A reunião de cúpula entre Brasil e União Europeia (UE) resultou em muita retórica, muita promessa de cooperação e nenhum avanço concreto no assunto econômico mais importante para os dois lados, um acordo de livre-comércio. A presidente Dilma Rousseff reafirmou o interesse brasileiro nesse projeto. O assunto foi mencionado como tema de especial importância no comunicado conjunto, mas, em todos os momentos, o diálogo foi mantido apenas no plano das boas intenções. O governo brasileiro continua amarrado ao Mercosul e forçado a seguir o ritmo do bloco, integrado também por Argentina, Paraguai, Uruguai e, desde o ano passado, pela conturbada e semifalida Venezuela. O ritmo do Mercosul continua ditado, como tem sido há muitos anos, pelos desarranjos políticos e econômicos do segundo maior sócio. Além de impedir compromissos importantes de integração comercial, com troca de concessões, o governo argentino tem dificultado, com barreiras protecionistas e restrições cambiais, as trocas no interior do bloco.

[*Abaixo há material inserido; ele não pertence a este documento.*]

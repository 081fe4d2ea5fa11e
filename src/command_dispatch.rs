use super::*;

pub(crate) struct CommandDispatch {
  pub(crate) effects: Vec<Effect>,
  pub(crate) should_exit: bool,
}
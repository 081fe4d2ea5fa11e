#[derive(Clone, Debug, PartialEq, Eq)]
pub(crate) enum Command {
  DismissSelected,
  FinishSearch,
  HideHelp,
  None,
  OpenCurrentInBrowser,
  PageDown,
  PageUp,
  Quit,
  SelectFirst,
  SelectLast,
  SelectNext,
  SelectPrevious,
  ShowHelp,
  StartSearch,
  UpdateSearch(String),
}
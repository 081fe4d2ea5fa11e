//! The story collection and the actions that drive it.
//!
//! Items are kept beside the load status rather than inside it: starting a
//! load, failing a load, and dismissing a story all leave the other half
//! untouched.

use super::*;

#[derive(Clone, Copy, Debug, Default, PartialEq, Eq)]
pub(crate) enum LoadStatus {
  Failed,
  #[default]
  Idle,
  Loaded,
  Loading,
}

/// The closed set of transitions. Anything outside it cannot be built, so
/// `apply` has no failure path.
#[derive(Clone, Debug, PartialEq, Eq)]
pub(crate) enum StoriesAction {
  FetchFailure,
  FetchInit,
  FetchSuccess(Vec<Story>),
  RemoveStory(Story),
}

impl StoriesAction {
  pub(crate) fn name(&self) -> &'static str {
    match self {
      StoriesAction::FetchFailure => "FETCH_FAILURE",
      StoriesAction::FetchInit => "FETCH_INIT",
      StoriesAction::FetchSuccess(_) => "FETCH_SUCCESS",
      StoriesAction::RemoveStory(_) => "REMOVE_STORY",
    }
  }
}

#[derive(Clone, Debug, Default, PartialEq, Eq)]
pub(crate) struct Stories {
  items: Vec<Story>,
  status: LoadStatus,
}

impl Stories {
  pub(crate) fn apply(&mut self, action: StoriesAction) {
    debug!(action = action.name(), status = ?self.status, "applying stories action");

    match action {
      StoriesAction::FetchInit => self.status = LoadStatus::Loading,
      StoriesAction::FetchSuccess(payload) => {
        self.items = payload;
        self.status = LoadStatus::Loaded;
      }
      StoriesAction::FetchFailure => self.status = LoadStatus::Failed,
      StoriesAction::RemoveStory(target) => self
        .items
        .retain(|story| story.object_id != target.object_id),
    }
  }

  /// Stories whose title contains `term`, in collection order.
  pub(crate) fn filtered<'a>(
    &'a self,
    term: &'a str,
  ) -> impl Iterator<Item = &'a Story> + 'a {
    self.items.iter().filter(move |story| story.matches(term))
  }

  pub(crate) fn is_error(&self) -> bool {
    self.status == LoadStatus::Failed
  }

  pub(crate) fn is_loading(&self) -> bool {
    self.status == LoadStatus::Loading
  }

  pub(crate) fn items(&self) -> &[Story] {
    &self.items
  }

  pub(crate) fn status(&self) -> LoadStatus {
    self.status
  }
}
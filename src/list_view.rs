/// Selection and scroll position over the filtered stories.
///
/// The view does not own its items: the filtered list is derived on every
/// render, so every accessor takes the current length and clamps to it.
#[derive(Debug, Default)]
pub(crate) struct ListView {
  offset: usize,
  selected: usize,
}

impl ListView {
  pub(crate) fn offset(&self, len: usize) -> usize {
    let selected = self.selected_index(len).unwrap_or(0);

    if len == 0 { 0 } else { self.offset.min(selected) }
  }

  pub(crate) fn selected_index(&self, len: usize) -> Option<usize> {
    if len == 0 {
      None
    } else {
      Some(self.selected.min(len.saturating_sub(1)))
    }
  }

  pub(crate) fn selected_raw(&self) -> usize {
    self.selected
  }

  pub(crate) fn set_offset(&mut self, offset: usize, len: usize) {
    if len == 0 {
      self.offset = 0;
    } else {
      self.offset = offset.min(len.saturating_sub(1));
    }
  }

  pub(crate) fn set_selected(&mut self, index: usize, len: usize) {
    if len == 0 {
      self.selected = 0;
    } else {
      self.selected = index.min(len.saturating_sub(1));
    }
  }
}

#[cfg(test)]
mod tests {
  use super::*;

  #[test]
  fn selected_index_is_none_when_empty() {
    let view = ListView::default();
    assert_eq!(view.selected_index(0), None);
    assert_eq!(view.offset(0), 0);
  }

  #[test]
  fn selection_and_offset_are_clamped_to_bounds() {
    let mut view = ListView::default();

    view.set_selected(10, 3);
    assert_eq!(view.selected_index(3), Some(2));

    view.set_offset(10, 3);
    assert_eq!(view.offset(3), 2);
  }

  #[test]
  fn selection_follows_a_shrinking_list() {
    let mut view = ListView::default();

    view.set_selected(4, 5);

    assert_eq!(view.selected_index(5), Some(4));
    assert_eq!(view.selected_index(2), Some(1));
    assert_eq!(view.selected_index(0), None);
    assert_eq!(view.selected_raw(), 4);
  }
}
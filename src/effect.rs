#[derive(Clone, Debug, PartialEq, Eq)]
pub(crate) enum Effect {
  FetchStories { request_id: u64 },
  OpenUrl { url: String },
}
use super::*;

/// A status line that reverts to `original` once it has been shown for a
/// while.
#[derive(Clone)]
pub(crate) struct TransientMessage {
  current: String,
  expires_at: Instant,
  original: String,
}

impl TransientMessage {
  const TTL: Duration = Duration::from_secs(3);

  pub(crate) fn current(&self) -> &str {
    &self.current
  }

  pub(crate) fn is_expired(&self) -> bool {
    self.is_expired_at(Instant::now())
  }

  fn is_expired_at(&self, now: Instant) -> bool {
    now >= self.expires_at
  }

  pub(crate) fn new(current: String, original: String) -> Self {
    Self {
      expires_at: Instant::now() + Self::TTL,
      current,
      original,
    }
  }

  pub(crate) fn original(&self) -> &str {
    &self.original
  }
}
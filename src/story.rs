use super::*;

#[derive(Clone, Debug, Deserialize, PartialEq, Eq, Serialize)]
pub(crate) struct Story {
  pub(crate) author: String,
  pub(crate) num_comments: u64,
  #[serde(rename = "objectID")]
  pub(crate) object_id: u64,
  pub(crate) points: i64,
  pub(crate) title: String,
  #[serde(default)]
  pub(crate) url: String,
}

impl Story {
  pub(crate) fn detail(&self) -> String {
    format!(
      "{} by {} • {}",
      format_points(self.points),
      self.author,
      format_comments(self.num_comments)
    )
  }

  /// Case-insensitive substring match on the title only.
  pub(crate) fn matches(&self, term: &str) -> bool {
    self.title.to_lowercase().contains(&term.to_lowercase())
  }

  pub(crate) fn samples() -> Vec<Story> {
    vec![
      Story {
        author: "Jordan Walke".into(),
        num_comments: 3,
        object_id: 0,
        points: 4,
        title: "React".into(),
        url: "https://reactjs.org/".into(),
      },
      Story {
        author: "Dan Abramov, Andrew Clark".into(),
        num_comments: 2,
        object_id: 1,
        points: 5,
        title: "Redux".into(),
        url: "https://redux.js.org/".into(),
      },
    ]
  }
}

#[cfg(test)]
mod tests {
  use super::*;

  #[test]
  fn matches_ignores_case() {
    let [react, redux] = <[Story; 2]>::try_from(Story::samples()).unwrap();

    assert!(react.matches("REA"));
    assert!(!react.matches("ux"));
    assert!(redux.matches("ux"));
    assert!(redux.matches(""));
  }

  #[test]
  fn matches_does_not_look_at_author_or_url() {
    let redux = Story::samples().remove(1);

    assert!(!redux.matches("abramov"));
    assert!(!redux.matches("js.org"));
  }

  #[test]
  fn deserializes_object_id_field() {
    let story = serde_json::from_str::<Story>(
      r#"{
        "title": "Rust",
        "url": "https://rust-lang.org",
        "author": "ferris",
        "num_comments": 7,
        "points": -2,
        "objectID": 9
      }"#,
    )
    .unwrap();

    assert_eq!(story.object_id, 9);
    assert_eq!(story.points, -2);
    assert_eq!(story.detail(), "-2 points by ferris • 7 comments");
  }

  #[test]
  fn missing_url_defaults_to_empty() {
    let story = serde_json::from_str::<Story>(
      r#"{"title": "t", "author": "a", "num_comments": 0, "points": 1, "objectID": 1}"#,
    )
    .unwrap();

    assert!(story.url.is_empty());
  }
}
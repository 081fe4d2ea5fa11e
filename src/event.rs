use super::*;

pub(crate) enum Event {
  Stories {
    request_id: u64,
    result: Result<Vec<Story>, LoadFault>,
  },
}
use {
  super::*,
  std::{cell::RefCell, rc::Rc},
};

/// A durable string-to-string slot store.
pub(crate) trait Storage {
  fn get(&self, key: &str) -> Option<String>;

  fn set(&mut self, key: &str, value: &str) -> Result;
}

/// Key-value pairs kept in a single JSON object on disk. Every `set` rewrites
/// the whole file.
#[derive(Debug)]
pub(crate) struct FileStorage {
  path: PathBuf,
  values: BTreeMap<String, String>,
}

impl FileStorage {
  pub(crate) fn default_path() -> Result<PathBuf> {
    let base_dir = if let Ok(dir) = env::var("XDG_CONFIG_HOME") {
      PathBuf::from(dir)
    } else if let Ok(home) = env::var("HOME") {
      PathBuf::from(home).join(".config")
    } else {
      env::current_dir()?.join(".config")
    };

    Ok(base_dir.join("stories").join("storage.json"))
  }

  fn ensure_parent_dir(path: &Path) -> Result {
    if let Some(parent) = path.parent() {
      fs::create_dir_all(parent)?;
    }

    Ok(())
  }

  pub(crate) fn open(path: &Path) -> Result<Self> {
    let values = if path.exists() {
      let data = fs::read(path)?;

      if data.is_empty() {
        BTreeMap::new()
      } else {
        serde_json::from_slice::<BTreeMap<String, String>>(&data)?
      }
    } else {
      BTreeMap::new()
    };

    debug!(path = %path.display(), keys = values.len(), "opened storage");

    Ok(Self {
      path: path.to_path_buf(),
      values,
    })
  }

  fn persist(&self) -> Result {
    Self::ensure_parent_dir(&self.path)?;

    let serialized = serde_json::to_vec_pretty(&self.values)?;

    fs::write(&self.path, serialized)?;

    Ok(())
  }
}

impl Storage for FileStorage {
  fn get(&self, key: &str) -> Option<String> {
    self.values.get(key).cloned()
  }

  fn set(&mut self, key: &str, value: &str) -> Result {
    self.values.insert(key.to_string(), value.to_string());
    self.persist()
  }
}

/// In-process storage. Clones share the same slots, so a clone can stand in
/// for "the same disk" across two sessions.
#[derive(Clone, Debug, Default)]
pub(crate) struct MemoryStorage {
  values: Rc<RefCell<BTreeMap<String, String>>>,
}

impl Storage for MemoryStorage {
  fn get(&self, key: &str) -> Option<String> {
    self.values.borrow().get(key).cloned()
  }

  fn set(&mut self, key: &str, value: &str) -> Result {
    self
      .values
      .borrow_mut()
      .insert(key.to_string(), value.to_string());

    Ok(())
  }
}

#[cfg(test)]
mod tests {
  use {
    super::*,
    std::sync::atomic::{AtomicUsize, Ordering},
  };

  static COUNTER: AtomicUsize = AtomicUsize::new(0);

  fn temp_storage_file() -> PathBuf {
    let unique = COUNTER.fetch_add(1, Ordering::Relaxed);

    env::temp_dir().join(format!(
      "stories_storage_test_{}_{unique}",
      process::id()
    ))
    .join("storage.json")
  }

  #[test]
  fn open_missing_file_is_empty() {
    let path = temp_storage_file();

    let storage = FileStorage::open(&path).unwrap();

    assert_eq!(storage.get("search"), None);
    assert!(!path.exists(), "open should not create the file");
  }

  #[test]
  fn set_persists_across_reopen() {
    let path = temp_storage_file();

    let mut storage = FileStorage::open(&path).unwrap();
    storage.set("search", "rust").unwrap();
    storage.set("other", "kept").unwrap();

    let reopened = FileStorage::open(&path).unwrap();

    assert_eq!(reopened.get("search").as_deref(), Some("rust"));
    assert_eq!(reopened.get("other").as_deref(), Some("kept"));

    let _ = fs::remove_dir_all(path.parent().unwrap());
  }

  #[test]
  fn open_rejects_corrupt_file() {
    let path = temp_storage_file();

    FileStorage::ensure_parent_dir(&path).unwrap();
    fs::write(&path, "not json").unwrap();

    assert!(FileStorage::open(&path).is_err());

    let _ = fs::remove_dir_all(path.parent().unwrap());
  }

  #[test]
  fn open_treats_empty_file_as_empty() {
    let path = temp_storage_file();

    FileStorage::ensure_parent_dir(&path).unwrap();
    fs::write(&path, "").unwrap();

    assert_eq!(FileStorage::open(&path).unwrap().get("search"), None);

    let _ = fs::remove_dir_all(path.parent().unwrap());
  }

  #[test]
  fn memory_storage_clones_share_slots() {
    let mut storage = MemoryStorage::default();
    let other = storage.clone();

    storage.set("search", "foo").unwrap();

    assert_eq!(other.get("search").as_deref(), Some("foo"));
  }
}
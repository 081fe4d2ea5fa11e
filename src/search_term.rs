use super::*;

/// The search term, mirrored into a storage slot on every change.
pub(crate) struct SearchTerm {
  key: &'static str,
  storage: Box<dyn Storage>,
  value: String,
}

impl SearchTerm {
  /// Reads `key` from `storage`. A missing or empty stored value falls back
  /// to `default`. Nothing is written.
  pub(crate) fn initialize(
    storage: Box<dyn Storage>,
    key: &'static str,
    default: &str,
  ) -> Self {
    let value = storage
      .get(key)
      .filter(|value| !value.is_empty())
      .unwrap_or_else(|| default.to_string());

    Self {
      key,
      storage,
      value,
    }
  }

  pub(crate) fn sync(&mut self) -> Result {
    self
      .storage
      .set(self.key, &self.value)
      .with_context(|| format!("could not save `{}`", self.key))
  }

  /// Replaces the term, then writes it through. The in-memory value changes
  /// even when the write fails.
  pub(crate) fn update(&mut self, value: String) -> Result {
    if value == self.value {
      return Ok(());
    }

    self.value = value;

    debug!(term = %self.value, "search term changed");

    self.sync()
  }

  pub(crate) fn value(&self) -> &str {
    &self.value
  }
}
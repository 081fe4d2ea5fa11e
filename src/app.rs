use super::*;

pub(crate) struct App {
  client: Client,
  event_rx: UnboundedReceiver<Event>,
  event_tx: UnboundedSender<Event>,
  handle: Handle,
  state: State,
}

impl App {
  fn draw(&mut self, frame: &mut Frame) {
    let layout = Layout::default()
      .direction(Direction::Vertical)
      .margin(1)
      .constraints([
        Constraint::Length(2),
        Constraint::Length(3),
        Constraint::Min(0),
        Constraint::Length(1),
      ])
      .split(frame.area());

    self.state.set_list_height(layout[2].height as usize);

    let header = Paragraph::new(Line::from(Span::styled(
      HEADER_TITLE.to_uppercase(),
      Style::default()
        .fg(Color::Cyan)
        .add_modifier(Modifier::BOLD),
    )));

    frame.render_widget(header, layout[0]);

    frame.render_widget(self.search_widget(), layout[1]);

    let len = self.state.visible_len();

    let list_items = self.list_items();

    let list_view = self.state.list_view_mut();

    let mut list_state = ListState::default()
      .with_selected(list_view.selected_index(len))
      .with_offset(list_view.offset(len));

    let list = List::new(list_items)
      .highlight_style(
        Style::default()
          .fg(Color::Cyan)
          .add_modifier(Modifier::BOLD),
      )
      .highlight_symbol("");

    frame.render_stateful_widget(list, layout[2], &mut list_state);

    self
      .state
      .list_view_mut()
      .set_offset(list_state.offset(), len);

    let status = Paragraph::new(self.state.message().to_string())
      .style(Style::default().fg(Color::DarkGray));

    frame.render_widget(status, layout[3]);

    self.state.help().draw(frame);
  }

  fn execute_effect(&mut self, effect: Effect) {
    match effect {
      Effect::FetchStories { request_id } => {
        let (client, sender) = (self.client.clone(), self.event_tx.clone());

        debug!(request_id, "fetching stories");

        self.handle.spawn(async move {
          let _ = sender.send(Event::Stories {
            request_id,
            result: client.fetch_stories().await,
          });
        });
      }
      Effect::OpenUrl { url } => match webbrowser::open(&url) {
        Ok(()) => {
          self.state.set_transient_message(format!(
            "Opened in browser: {}",
            truncate(&url, 80)
          ));
        }
        Err(error) => {
          warn!(%url, error = %error, "could not open link");
          self
            .state
            .set_transient_message(format!("Could not open link: {error}"));
        }
      },
    }
  }

  fn list_items(&self) -> Vec<ListItem<'static>> {
    let stories = self.state.stories();

    let placeholder = |text: String, color: Color| {
      vec![ListItem::new(Line::from(vec![
        Span::raw(BASE_INDENT),
        Span::styled(text, Style::default().fg(color)),
      ]))]
    };

    if stories.is_error() {
      return placeholder(LOAD_FAILED_STATUS.into(), Color::Red);
    }

    if stories.is_loading() {
      return placeholder(LOADING_STORIES_STATUS.into(), Color::DarkGray);
    }

    let items = self
      .state
      .visible_stories()
      .map(|story| {
        ListItem::new(vec![
          Line::from(vec![
            Span::raw(BASE_INDENT),
            Span::styled(story.title.clone(), Style::default().fg(Color::White)),
          ]),
          Line::from(vec![
            Span::raw(BASE_INDENT),
            Span::styled(story.detail(), Style::default().fg(Color::DarkGray)),
          ]),
          Line::from(Span::raw(BASE_INDENT)),
        ])
      })
      .collect::<Vec<_>>();

    if !items.is_empty() {
      return items;
    }

    let text = if stories.items().is_empty() {
      "Nothing to show.".to_string()
    } else {
      format!(
        "No stories match \"{}\".",
        truncate(self.state.search_term(), 40)
      )
    };

    placeholder(text, Color::DarkGray)
  }

  pub(crate) fn new(client: Client, state: State) -> Self {
    let (event_tx, event_rx) = mpsc::unbounded_channel();

    Self {
      client,
      event_rx,
      event_tx,
      handle: Handle::current(),
      state,
    }
  }

  fn process_pending_events(&mut self) {
    self.state.update_transient_message();

    while let Ok(event) = self.event_rx.try_recv() {
      self.state.handle_event(event);
    }
  }

  pub(crate) fn run(
    &mut self,
    terminal: &mut Terminal<CrosstermBackend<Stdout>>,
  ) -> Result {
    for effect in self.state.activate() {
      self.execute_effect(effect);
    }

    let result = self.run_loop(terminal);

    // A load still in flight finds the channel closed and is dropped.
    self.event_rx.close();

    result
  }

  fn run_loop(
    &mut self,
    terminal: &mut Terminal<CrosstermBackend<Stdout>>,
  ) -> Result {
    loop {
      self.process_pending_events();

      terminal.draw(|frame| self.draw(frame))?;

      if !crossterm_event::poll(Duration::from_millis(200))? {
        continue;
      }

      let CrosstermEvent::Key(key) = crossterm_event::read()? else {
        continue;
      };

      if key.kind != KeyEventKind::Press {
        continue;
      }

      let command = if self.state.help_is_visible() {
        HelpView::handle_key(key)
      } else {
        self.state.key_command(key)
      };

      match self.state.dispatch_command(command) {
        Ok(dispatch) => {
          for effect in dispatch.effects {
            self.execute_effect(effect);
          }

          if dispatch.should_exit {
            break;
          }
        }
        Err(error) => {
          warn!(error = %error, "command failed");
          self.state.clear_pending_effects();
          self.state.set_transient_message(format!("error: {error}"));
        }
      }
    }

    Ok(())
  }

  fn search_widget(&self) -> Paragraph<'static> {
    let term = self.state.search_term();

    let prompt_style = if self.state.is_searching() {
      Style::default().fg(Color::Cyan)
    } else {
      Style::default().fg(Color::White)
    };

    let mut prompt = vec![Span::styled(SearchInput::prompt(term), prompt_style)];

    if self.state.is_searching() {
      prompt.push(Span::styled(
        "_",
        Style::default().add_modifier(Modifier::SLOW_BLINK),
      ));
    }

    Paragraph::new(vec![
      Line::from(prompt),
      Line::from(Span::styled(
        SearchInput::echo(term),
        Style::default().fg(Color::DarkGray),
      )),
    ])
    .block(Block::default().borders(Borders::BOTTOM))
  }
}

#[cfg(test)]
mod tests {
  use {super::*, crate::stories::LoadStatus};

  const DELAY: Duration = Duration::from_secs(2);

  fn sample_app() -> App {
    let search = SearchTerm::initialize(
      Box::new(MemoryStorage::default()),
      SEARCH_STORAGE_KEY,
      "",
    );

    App::new(Client::new(Source::Sample, DELAY), State::new(search))
  }

  fn start_load(app: &mut App) {
    for effect in app.state.activate() {
      app.execute_effect(effect);
    }
  }

  fn object_ids(app: &App) -> Vec<u64> {
    app
      .state
      .stories()
      .items()
      .iter()
      .map(|story| story.object_id)
      .collect()
  }

  #[tokio::test(start_paused = true)]
  async fn load_arrives_through_the_event_channel() {
    let mut app = sample_app();

    start_load(&mut app);

    app.process_pending_events();

    assert!(app.state.stories().is_loading());
    assert!(object_ids(&app).is_empty());

    tokio::time::sleep(DELAY + Duration::from_secs(1)).await;

    app.process_pending_events();

    assert_eq!(object_ids(&app), [0, 1]);
    assert_eq!(app.state.stories().status(), LoadStatus::Loaded);
  }

  #[tokio::test(start_paused = true)]
  async fn closed_channel_drops_a_late_load() {
    let mut app = sample_app();

    start_load(&mut app);

    app.event_rx.close();

    tokio::time::sleep(DELAY + Duration::from_secs(1)).await;

    app.process_pending_events();

    assert!(app.state.stories().is_loading());
    assert!(object_ids(&app).is_empty());
  }
}
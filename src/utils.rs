pub(crate) fn format_comments(count: u64) -> String {
  match count {
    1 => "1 comment".to_string(),
    _ => format!("{count} comments"),
  }
}

pub(crate) fn format_points(score: i64) -> String {
  match score {
    1 => "1 point".to_string(),
    _ => format!("{score} points"),
  }
}

pub(crate) fn truncate(text: &str, max_chars: usize) -> String {
  if text.chars().count() <= max_chars {
    return text.to_string();
  }

  let mut result = String::new();

  for (idx, ch) in text.chars().enumerate() {
    if idx >= max_chars {
      result.push_str("...");
      break;
    }

    result.push(ch);
  }

  result.trim_end().to_string()
}
use super::*;

pub(crate) enum Mode {
  Browse,
  Search(SearchInput),
}

impl Mode {
  pub(crate) fn handle_key(&self, key: KeyEvent, term: &str) -> Command {
    let modifiers = key.modifiers;

    match self {
      Mode::Browse => match key.code {
        KeyCode::Char('q' | 'Q') | KeyCode::Esc => Command::Quit,
        KeyCode::Char('?') => Command::ShowHelp,
        KeyCode::Char('/') => Command::StartSearch,
        KeyCode::Down | KeyCode::Char('j') => Command::SelectNext,
        KeyCode::Up | KeyCode::Char('k') => Command::SelectPrevious,
        KeyCode::PageDown => Command::PageDown,
        KeyCode::PageUp => Command::PageUp,
        KeyCode::Char('d') if modifiers.contains(KeyModifiers::CONTROL) => {
          Command::PageDown
        }
        KeyCode::Char('u') if modifiers.contains(KeyModifiers::CONTROL) => {
          Command::PageUp
        }
        KeyCode::Home => Command::SelectFirst,
        KeyCode::End => Command::SelectLast,
        KeyCode::Char('d') | KeyCode::Delete => Command::DismissSelected,
        KeyCode::Char('o' | 'O') => Command::OpenCurrentInBrowser,
        _ => Command::None,
      },
      Mode::Search(_) => match key.code {
        KeyCode::Esc | KeyCode::Enter => Command::FinishSearch,
        KeyCode::Down => Command::SelectNext,
        KeyCode::Up => Command::SelectPrevious,
        KeyCode::Backspace => {
          let mut chars = term.chars();

          if chars.next_back().is_some() {
            Command::UpdateSearch(chars.as_str().to_string())
          } else {
            Command::None
          }
        }
        KeyCode::Char('u') if modifiers.contains(KeyModifiers::CONTROL) => {
          Command::UpdateSearch(String::new())
        }
        KeyCode::Char(ch) => {
          if modifiers.contains(KeyModifiers::CONTROL)
            || modifiers.contains(KeyModifiers::ALT)
            || modifiers.contains(KeyModifiers::SUPER)
          {
            return Command::None;
          }

          Command::UpdateSearch(format!("{term}{ch}"))
        }
        _ => Command::None,
      },
    }
  }
}

#[cfg(test)]
mod tests {
  use super::*;

  fn press(code: KeyCode) -> KeyEvent {
    KeyEvent::new(code, KeyModifiers::NONE)
  }

  fn searching() -> Mode {
    Mode::Search(SearchInput::new(LIST_STATUS.into()))
  }

  #[test]
  fn browse_keys_map_to_commands() {
    let mode = Mode::Browse;

    assert_eq!(mode.handle_key(press(KeyCode::Char('/')), ""), Command::StartSearch);
    assert_eq!(mode.handle_key(press(KeyCode::Char('d')), ""), Command::DismissSelected);
    assert_eq!(mode.handle_key(press(KeyCode::Delete), ""), Command::DismissSelected);
    assert_eq!(mode.handle_key(press(KeyCode::Char('x')), ""), Command::None);
    assert_eq!(mode.handle_key(press(KeyCode::Esc), ""), Command::Quit);
    assert_eq!(
      mode.handle_key(
        KeyEvent::new(KeyCode::Char('d'), KeyModifiers::CONTROL),
        ""
      ),
      Command::PageDown
    );
  }

  #[test]
  fn search_typing_appends_to_term() {
    assert_eq!(
      searching().handle_key(press(KeyCode::Char('x')), "Re"),
      Command::UpdateSearch("Rex".into())
    );

    assert_eq!(
      searching().handle_key(press(KeyCode::Char('q')), ""),
      Command::UpdateSearch("q".into())
    );
  }

  #[test]
  fn search_backspace_removes_last_char() {
    assert_eq!(
      searching().handle_key(press(KeyCode::Backspace), "Reé"),
      Command::UpdateSearch("Re".into())
    );

    assert_eq!(
      searching().handle_key(press(KeyCode::Backspace), ""),
      Command::None
    );
  }

  #[test]
  fn search_ignores_modified_chars_and_finishes_on_enter() {
    assert_eq!(
      searching().handle_key(
        KeyEvent::new(KeyCode::Char('a'), KeyModifiers::ALT),
        "Re"
      ),
      Command::None
    );

    assert_eq!(
      searching().handle_key(
        KeyEvent::new(KeyCode::Char('u'), KeyModifiers::CONTROL),
        "Re"
      ),
      Command::UpdateSearch(String::new())
    );

    assert_eq!(
      searching().handle_key(press(KeyCode::Enter), "Re"),
      Command::FinishSearch
    );
  }
}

Do lado do Mercosul, as negociações com a União Europeia têm sido emperradas pela resistência da Argentina à apresentação de uma lista de concessões, item essencial de qualquer acordo comercial. Segundo autoridades brasileiras, essa lista será finalmente conhecida no dia 7 de março. Se os argentinos tiverem observado os critérios mínimos, haverá condições para a elaboração de um pacote conjunto. Se os dois lados atenderem ao mínimo desejado, os negociadores poderão iniciar a negociação para valer, comparando as ofertas, cobrando maiores vantagens e pechinchando. Quando isso ocorrer, a negociação terá sido finalmente destravada.
Mas seria precipitado qualquer otimismo antes da reunião do Mercosul prevista para o começo de março. Se os argentinos deixarem de apresentar sua lista de ofertas, o melhor será deixá-los para trás e avançar nas negociações sem a Argentina, disse em Bruxelas a presidente da Confederação Nacional da Agricultura e Pecuária, senadora Katia Abreu. De toda forma, será preciso incluir a Argentina, mais tarde, no acordo em elaboração.
Por enquanto, o governo brasileiro tem de se preocupar até mesmo com as perspectivas do comércio no interior do bloco. A crise argentina e a política de restrições cambiais imposta pela presidente Cristina Kirchner devem resultar em novas perdas para o Brasil, segundo projeções da Confederação Nacional da Indústria e da Associação de Comércio Exterior do Brasil. As estimativas indicam redução de US$ 3 bilhões das exportações brasileiras para a Argentina. A crise e as limitações cambiais da Venezuela podem custar mais US$ 1 bilhão.
Não há, neste momento, perspectiva de solução dos problemas de nenhum desses dois parceiros. Os dois governos - o argentino e o venezuelano - conservam as desastrosas políticas econômicas escolhidas há vários anos. Mais que isso: tendem a enfrentar os problemas com mais intervencionismo e mais medidas autoritárias, em vez de iniciar os ajustes indicados pelo bom senso.
"Num momento em que a Europa está avançando em tantos acordos comerciais, seria uma pena não termos um com nossos amigos do Mercosul", disse em Bruxelas o presidente da Comissão Europeia, José Manuel Durão Barroso. Os políticos e empresários do Mercosul deveriam ver nas entrelinhas dessa declaração mais um sinal de perigo. Enquanto as grandes potências negociam acordos, o Mercosul continua fora do grande jogo comercial.
Mas a presidente Dilma Rousseff mostra otimismo. Segundo ela, na Europa e no Mercosul há hoje consciência da importância do acordo entre os blocos. E antes? A resposta, em puro dilmês, é um desafio aos decifradores. "Então, essa consciência, ela permite que nós tenhamos nesse horizonte a possibilidade real e concreta de fazer o acordo, que não havia de uma forma tão clara nos períodos anteriores, seja porque eram períodos de expansão do ciclo, seja porque nós não tínhamos estado tão diante do fato e dessa consciência que o desencontro não é bom para nenhuma das partes."